Alih-alih menjawab pertanyaanku, ia justru berdoa, menyerahkan pertanyaanku kepada Sang Maha Pelindung. Kini giliran ibu yang mencium keningku dan memelukku. “Allahummarhamhuma,” batinku.
***
Setelah sholat ashar, tiba-tiba di depan tenda ramai dengan jurnalis-jurnalis yang sedang meliput keadaan Rafah saat ini. Ada Kak Sherin juga disana. Anak-anak dikumpulkan untuk diajak bermain bersama mereka, tak terkecuali aku bersama Yoseph dan Husein juga.
Setelah beberapa game yang dipandu oleh para jurnalis itu, lalu Kak Sherin bersama satu jurnalis yang membawa kamera menanyai kami tentang cita-cita kami. Sebuah pertanyaan yang mungkin sangat sering ditanyakan kepada anak-anak. “tapi memangnya kami boleh untuk memiliki cita-cita?” pikirku spontan.

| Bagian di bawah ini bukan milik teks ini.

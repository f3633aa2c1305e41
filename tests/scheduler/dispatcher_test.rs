/*!
 * Thread Dispatcher Tests
 * Cooperative switching, task retirement and signal hand-off
 */

use guest_kernel::guest::Arch;
use guest_kernel::signals::{HandlerTask, SigAction};
use guest_kernel::syscalls::Sysno;
use guest_kernel::vfs::MemFS;
use guest_kernel::{SimulatedGuest, Step, SyscallConfig, SyscallHandler, ThreadDispatcher};
use pretty_assertions::assert_eq;
use std::sync::Arc;

const PID: u32 = 100;

fn setup(arch: Arch) -> (ThreadDispatcher, SimulatedGuest) {
    let config = SyscallConfig::default().with_pid(PID);
    let handler = SyscallHandler::new(Arc::new(MemFS::new()), config);
    (ThreadDispatcher::new(handler), SimulatedGuest::new(arch))
}

fn run(dispatcher: &mut ThreadDispatcher, guest: &mut SimulatedGuest, sysno: Sysno, args: &[u64]) -> Step {
    use guest_kernel::Emulator;
    let nr = sysno.number(guest.arch()).unwrap();
    guest.set_args(args);
    dispatcher.handle_syscall(guest, nr).unwrap()
}

#[test]
fn test_completed_call_returns() {
    let (mut dispatcher, mut guest) = setup(Arch::Arm64);
    assert_eq!(dispatcher.current().unwrap().id, PID);
    assert_eq!(run(&mut dispatcher, &mut guest, Sysno::SchedGetscheduler, &[0]), Step::Return(0));
    assert_eq!(dispatcher.resume(), None);
}

#[test]
fn test_yield_rotates_tasks() {
    let (mut dispatcher, mut guest) = setup(Arch::Arm32);
    let tid = dispatcher.spawn_thread();
    assert_eq!(dispatcher.task_count(), 2);

    assert_eq!(
        run(&mut dispatcher, &mut guest, Sysno::SchedYield, &[]),
        Step::Switched { from: PID, to: tid }
    );
    assert_eq!(dispatcher.current().unwrap().id, tid);
    assert_eq!(dispatcher.resume(), None);

    assert_eq!(
        run(&mut dispatcher, &mut guest, Sysno::SchedYield, &[]),
        Step::Switched { from: tid, to: PID }
    );
    assert_eq!(dispatcher.resume(), Some(0));
    assert_eq!(dispatcher.resume(), None);
}

#[test]
fn test_yield_alone_completes() {
    let (mut dispatcher, mut guest) = setup(Arch::Arm64);
    assert_eq!(run(&mut dispatcher, &mut guest, Sysno::SchedYield, &[]), Step::Return(0));
}

#[test]
fn test_thread_exit_retires_task() {
    let (mut dispatcher, mut guest) = setup(Arch::Arm64);
    let tid = dispatcher.spawn_thread();
    run(&mut dispatcher, &mut guest, Sysno::SchedYield, &[]);
    assert_eq!(dispatcher.current().unwrap().id, tid);

    assert_eq!(
        run(&mut dispatcher, &mut guest, Sysno::Exit, &[3]),
        Step::Switched { from: tid, to: PID }
    );
    assert_eq!(dispatcher.task_count(), 1);
    assert!(dispatcher.task(tid).is_none());
    assert!(!guest.is_stopped());
}

#[test]
fn test_main_exit_stops_guest() {
    let (mut dispatcher, mut guest) = setup(Arch::Arm32);
    assert_eq!(run(&mut dispatcher, &mut guest, Sysno::Exit, &[7]), Step::Exited(7));
    assert!(guest.is_stopped());
}

#[test]
fn test_kill_queues_handler_task() {
    let (mut dispatcher, mut guest) = setup(Arch::Arm64);
    let action = SigAction::new(0x7000_0000, 0);
    let act = guest.alloc_bytes(&action.encode(Arch::Arm64));
    assert_eq!(run(&mut dispatcher, &mut guest, Sysno::RtSigaction, &[10, act, 0, 8]), Step::Return(0));

    assert_eq!(
        run(&mut dispatcher, &mut guest, Sysno::Kill, &[0, 10]),
        Step::Switched { from: PID, to: PID }
    );
    assert_eq!(dispatcher.current().unwrap().pending_count(), 1);
    assert_eq!(dispatcher.resume(), Some(0));

    let Some(HandlerTask::Invoke(function)) = dispatcher.next_signal(Arch::Arm64) else {
        panic!("expected a handler invocation");
    };
    assert_eq!(function.signum, 10);
    assert_eq!(function.entry(), 0x7000_0000);
    assert_eq!(function.call_arguments(0, 0), vec![10]);
    assert_eq!(dispatcher.next_signal(Arch::Arm64), None);
}

#[test]
fn test_unknown_syscall_is_fatal() {
    let (mut dispatcher, mut guest) = setup(Arch::Arm64);
    assert!(dispatcher.handle_syscall(&mut guest, 4000).is_err());
    assert_eq!(dispatcher.task_count(), 1);
}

“Apa cita-cita kamu?” tanya Kak Sherin kepada Yoseph.
“Aku ingin menjadi pemain sepak bola profesional seperti Ronaldo!” Jawabnya antusias sambil ‘tos’ dengan kakak kameramen.
“Kenapa pemain sepak bola?”
“Karena aku suka sepak bola,” jawabnya polos. Kak Sherin hanya geleng-geleng melihat tingkahnya.

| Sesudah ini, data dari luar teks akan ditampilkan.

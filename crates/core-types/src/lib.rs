pub mod enums;
pub mod error;
pub mod log;
pub mod structs;

// Re-export the core types to provide a clean public API.
pub use enums::Direction;
pub use error::CoreError;
pub use log::TradeLog;
pub use structs::Trade;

Lalu ada gadis kecil yang menghampiri Kak Sherin yang langsung disambutnya dengan pelukan. Aku perkirakan dia masih 5 tahunan.

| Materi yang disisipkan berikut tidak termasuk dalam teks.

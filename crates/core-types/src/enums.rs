use serde::{Deserialize, Serialize};
use std::fmt;

/// The side a trade was opened on.
#[derive(Debug, Clone, Copy, PartialEq, Eq, Hash, Serialize, Deserialize)]
pub enum Direction {
    Long,
    Short,
}

impl fmt::Display for Direction {
    fn fmt(&self, f: &mut fmt::Formatter<'_>) -> fmt::Result {
        match self {
            Direction::Long => write!(f, "Long"),
            Direction::Short => write!(f, "Short"),
        }
    }
}
use std::time::Duration;

use chrono::NaiveDate;
use rust_decimal::Decimal;
use serde::Serialize;

use crate::calendar::CalendarHeatmap;
use crate::equity::EquityPoint;
use crate::sparkline::Sparkline;

/// Profit factor reported when there are winners but no losers.
pub const UNBOUNDED_PROFIT_FACTOR: Decimal = Decimal::MAX;

/// The headline statistics of a trade log.
///
/// Recomputed wholesale from the trades every time; never updated in place.
#[derive(Debug, Clone, PartialEq, Serialize)]
pub struct EnhancedTradeStats {
    // I. Trade counts
    pub total_trades: usize,
    pub winning_trades: usize,
    pub losing_trades: usize,
    pub breakeven_trades: usize,
    pub long_trades: usize,
    pub short_trades: usize,

    // II. Profitability
    /// Percentage of trades with positive pnl, 0 to 100.
    pub win_rate: Decimal,
    /// Gross profit over gross loss. `UNBOUNDED_PROFIT_FACTOR` when nothing was lost.
    pub profit_factor: Decimal,
    pub avg_win: Decimal,
    /// Mean pnl of the losing trades, so zero or negative.
    pub avg_loss: Decimal,
    pub avg_payout: Decimal,
    pub expectancy: Decimal,
    pub total_pnl: Decimal,
    pub gross_profit: Decimal,
    /// Magnitude of the summed losses.
    pub gross_loss: Decimal,
    pub best_trade: Decimal,
    pub worst_trade: Decimal,
    pub avg_risk_reward: Decimal,

    // III. Sequencing and time
    pub max_consecutive_wins: usize,
    pub max_consecutive_losses: usize,
    #[serde(with = "humantime_serde")]
    pub average_holding_period: Duration,
}

impl EnhancedTradeStats {
    /// Creates a new, zeroed-out stats object. This is also the result for
    /// a log without closed trades.
    pub fn new() -> Self {
        Self {
            total_trades: 0,
            winning_trades: 0,
            losing_trades: 0,
            breakeven_trades: 0,
            long_trades: 0,
            short_trades: 0,
            win_rate: Decimal::ZERO,
            profit_factor: Decimal::ZERO,
            avg_win: Decimal::ZERO,
            avg_loss: Decimal::ZERO,
            avg_payout: Decimal::ZERO,
            expectancy: Decimal::ZERO,
            total_pnl: Decimal::ZERO,
            gross_profit: Decimal::ZERO,
            gross_loss: Decimal::ZERO,
            best_trade: Decimal::ZERO,
            worst_trade: Decimal::ZERO,
            avg_risk_reward: Decimal::ZERO,
            max_consecutive_wins: 0,
            max_consecutive_losses: 0,
            average_holding_period: Duration::ZERO,
        }
    }

    pub fn has_unbounded_profit_factor(&self) -> bool {
        self.profit_factor == UNBOUNDED_PROFIT_FACTOR
    }
}

impl Default for EnhancedTradeStats {
    fn default() -> Self {
        Self::new()
    }
}

/// The trend lines shown next to the headline numbers.
#[derive(Debug, Clone, PartialEq, Serialize)]
pub struct Sparklines {
    pub equity: Sparkline,
    pub win_rate: Sparkline,
    pub daily_pnl: Sparkline,
}

/// Everything the dashboard renders, derived from one trade log.
#[derive(Debug, Clone, PartialEq, Serialize)]
pub struct DashboardSnapshot {
    pub anchor: NaiveDate,
    pub stats: EnhancedTradeStats,
    pub equity_curve: Vec<EquityPoint>,
    pub max_drawdown: Decimal,
    pub calendar: CalendarHeatmap,
    pub sparklines: Sparklines,
}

“Dimana ayahmu?” tanya Kak Sherin.
Gadis itu terdiam sejenak. Matanya tiba-tiba berlinang, tak bisa ditahan lagi.
“Ayahku di surga,” jawabnya sambil tersenyum kecil, tentu masih dengan mata yang berlinang.
“Ayahmu di surga? Lalu bagaimana kamu menjalani harimu? Cerita ke Kakak.” Kak Sherin mengelus kepala gadis itu.
“Aku tinggal dengan adik laki-lakiku.” Jawabnya sambil menunjuk ke arah tenda.
“Kenapa kamu bersedih? Kamu pengen apa?”
“Aku ingin semuanya,”
“Bilang lagi coba?”
“Aku rindu roti putih, aku rindu semuanya. Mainanku di rumah sudah tertimbun reruntuhan,”
Kini giliran Kak Sherin yang terisak. Ia peluk erat-erat gadis itu. Tangan gadis itu menggenggam erat tangan Kak Sherin, sepertinya ia ketakutan, mengharap kekuatan.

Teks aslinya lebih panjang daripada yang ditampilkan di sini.